Caenorhabditis elegans in the study of SMN-interacting proteins: a role for SMI-1, an orthologue of human Gemin2 and the identification of novel components of the SMN complex

• Published in: Invertebrate neuroscience Vol. 6; no. 4; pp. 145 - 159
• Main Authors: Burt, Emma C, Towers, Paula R, Sattelle, David B
• Format: Journal Article
• Language: English
• Published: Germany Springer Nature B.V 01.12.2006
• Subjects: Amino Acid Sequence; Animals; Caenorhabditis elegans - genetics; Caenorhabditis elegans Proteins - genetics; Cloning, Molecular; Cyclic AMP Response Element-Binding Protein - genetics; Genetics; Humans; Molecular Sequence Data; Nematodes; Nerve Tissue Proteins - genetics; Proteins; Reverse Transcriptase Polymerase Chain Reaction; RNA, Small Interfering; RNA-Binding Proteins - genetics; Sequence Homology, Amino Acid; SMN Complex Proteins; Two-Hybrid System Techniques; Yeasts
• ISSN: 1354-2516; 1439-1104
• DOI: 10.1007/s10158-006-0027-x

Spinal muscular atrophy is a common neuromuscular disorder caused by mutations in the survival motor neuron (SMN) gene.
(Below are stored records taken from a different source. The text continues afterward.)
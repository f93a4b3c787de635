//! Query source documents and series nodes
//!
//! An insight query is a tree of tagged nodes: a source document (today,
//! trends) holding one series node per plotted line, wrapped in a viz node
//! when handed to the preview component. The `kind` tag keeps documents
//! self-describing on the wire.

use serde::{Deserialize, Serialize};

use crate::daterange::{DateRange, Interval};
use crate::math::MathOperator;
use crate::property::PropertyFilter;

/// A single query series over events or actions
#[derive(Debug, Clone, PartialEq, Serialize, Deserialize)]
#[serde(tag = "kind")]
pub enum SeriesNode {
    /// Series over raw events
    EventsNode(EventsNode),
    /// Series over a defined action
    ActionsNode(ActionsNode),
}

impl SeriesNode {
    /// Math operator of this series, if any
    pub fn math(&self) -> Option<MathOperator> {
        match self {
            Self::EventsNode(n) => n.math,
            Self::ActionsNode(n) => n.math,
        }
    }

    /// Math property of this series, if any
    pub fn math_property(&self) -> Option<&str> {
        match self {
            Self::EventsNode(n) => n.math_property.as_deref(),
            Self::ActionsNode(n) => n.math_property.as_deref(),
        }
    }

    /// Display name of this series, if set
    pub fn name(&self) -> Option<&str> {
        match self {
            Self::EventsNode(n) => n.name.as_deref(),
            Self::ActionsNode(n) => n.name.as_deref(),
        }
    }
}

impl From<EventsNode> for SeriesNode {
    fn from(node: EventsNode) -> Self {
        Self::EventsNode(node)
    }
}

impl From<ActionsNode> for SeriesNode {
    fn from(node: ActionsNode) -> Self {
        Self::ActionsNode(node)
    }
}

/// Series over raw events
#[derive(Debug, Clone, Default, PartialEq, Serialize, Deserialize)]
pub struct EventsNode {
    /// Event id; `None` means all events
    #[serde(default, skip_serializing_if = "Option::is_none")]
    pub event: Option<String>,
    /// Display name override
    #[serde(default, skip_serializing_if = "Option::is_none")]
    pub name: Option<String>,
    /// Aggregation applied to this series
    #[serde(default, skip_serializing_if = "Option::is_none")]
    pub math: Option<MathOperator>,
    /// Numeric property aggregated by property math operators
    #[serde(default, skip_serializing_if = "Option::is_none")]
    pub math_property: Option<String>,
    /// Property conditions narrowing the series
    #[serde(default, skip_serializing_if = "Vec::is_empty")]
    pub properties: Vec<PropertyFilter>,
}

impl EventsNode {
    /// Series over a single event
    pub fn for_event(event: impl Into<String>) -> Self {
        Self {
            event: Some(event.into()),
            ..Self::default()
        }
    }

    /// Set the aggregation operator
    pub fn with_math(mut self, math: MathOperator) -> Self {
        self.math = Some(math);
        self
    }

    /// Set the aggregated numeric property
    pub fn with_math_property(mut self, property: impl Into<String>) -> Self {
        self.math_property = Some(property.into());
        self
    }
}

/// Series over a defined action
#[derive(Debug, Clone, PartialEq, Serialize, Deserialize)]
pub struct ActionsNode {
    /// Action id
    pub id: String,
    /// Display name override
    #[serde(default, skip_serializing_if = "Option::is_none")]
    pub name: Option<String>,
    /// Aggregation applied to this series
    #[serde(default, skip_serializing_if = "Option::is_none")]
    pub math: Option<MathOperator>,
    /// Numeric property aggregated by property math operators
    #[serde(default, skip_serializing_if = "Option::is_none")]
    pub math_property: Option<String>,
    /// Property conditions narrowing the series
    #[serde(default, skip_serializing_if = "Vec::is_empty")]
    pub properties: Vec<PropertyFilter>,
}

impl ActionsNode {
    /// Series over a single action
    pub fn for_action(id: impl Into<String>) -> Self {
        Self {
            id: id.into(),
            name: None,
            math: None,
            math_property: None,
            properties: Vec::new(),
        }
    }

    /// Set the aggregation operator
    pub fn with_math(mut self, math: MathOperator) -> Self {
        self.math = Some(math);
        self
    }

    /// Set the aggregated numeric property
    pub fn with_math_property(mut self, property: impl Into<String>) -> Self {
        self.math_property = Some(property.into());
        self
    }
}

/// An insight query source document
///
/// Other insight kinds (funnels, retention) slot in here as further
/// variants; the metric layer only emits trends today.
#[derive(Debug, Clone, PartialEq, Serialize, Deserialize)]
#[serde(tag = "kind")]
pub enum QuerySource {
    /// Trend-style time series query
    TrendsQuery(TrendsQuery),
}

impl QuerySource {
    /// Series of the underlying query
    pub fn series(&self) -> &[SeriesNode] {
        match self {
            Self::TrendsQuery(q) => &q.series,
        }
    }

    /// Whether the query has no series to compute
    pub fn is_empty(&self) -> bool {
        self.series().is_empty()
    }
}

/// Trend-style time series query
#[derive(Debug, Clone, Default, PartialEq, Serialize, Deserialize)]
pub struct TrendsQuery {
    /// One entry per plotted series
    #[serde(default, skip_serializing_if = "Vec::is_empty")]
    pub series: Vec<SeriesNode>,
    /// Date bounds for the whole query
    #[serde(default, skip_serializing_if = "Option::is_none")]
    pub date_range: Option<DateRange>,
    /// Time bucket for aggregation
    #[serde(default, skip_serializing_if = "Option::is_none")]
    pub interval: Option<Interval>,
    /// Query-wide property conditions
    #[serde(default, skip_serializing_if = "Vec::is_empty")]
    pub properties: Vec<PropertyFilter>,
    /// Trend display options
    #[serde(default, skip_serializing_if = "Option::is_none")]
    pub trends_filter: Option<TrendsFilter>,
}

/// Display options for trend queries
#[derive(Debug, Clone, Default, PartialEq, Eq, Serialize, Deserialize)]
pub struct TrendsFilter {
    /// Chart rendering mode
    #[serde(default)]
    pub display: ChartDisplayType,
}

/// Chart rendering mode for trend results
#[derive(Debug, Clone, Copy, PartialEq, Eq, Default, Serialize, Deserialize)]
pub enum ChartDisplayType {
    /// Line graph over time
    #[default]
    ActionsLineGraph,
    /// Bar chart over time
    ActionsBar,
    /// Tabular values
    ActionsTable,
    /// Single aggregate number
    BoldNumber,
}

/// Wrapper handed to the read-only visualization component
#[derive(Debug, Clone, PartialEq, Serialize, Deserialize)]
pub struct InsightVizNode {
    /// The query to compute and render
    pub source: QuerySource,
    /// Show the result table under the chart
    #[serde(default)]
    pub show_table: bool,
    /// Show the last-computed timestamp
    #[serde(default)]
    pub show_last_computation: bool,
    /// Show the refresh control next to the timestamp
    #[serde(default)]
    pub show_last_computation_refresh: bool,
}

impl InsightVizNode {
    /// Read-only preview configuration: no table, computation timestamp
    /// visible, refresh control hidden
    pub fn preview(source: QuerySource) -> Self {
        Self {
            source,
            show_table: false,
            show_last_computation: true,
            show_last_computation_refresh: false,
        }
    }
}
In mammals, SMN is tightly associated with Gemin2. To gain further insight into the functions of SMN and Gemin2, we have cloned and sequenced smi-1 (Survival of Motor neuron-Interacting protein 1), a C. elegans homologue of the human Gemin2 gene. We show that the SMI-1 expression pattern and RNA interference phenotype show considerable overlap with that previously reported for SMN-1. Finally, we demonstrate that the SMN-1 and SMI-1 proteins directly interact. Having demonstrated the utility of the C. elegans genetic model for investigating genes encoding SMN-interacting proteins, we have undertaken a yeast two-hybrid screen of a C. elegans cDNA library to identify novel proteins that interact with SMN-1. We show the direct interaction of SMN-1 with nine novel proteins, several of which may be involved in RNA metabolism.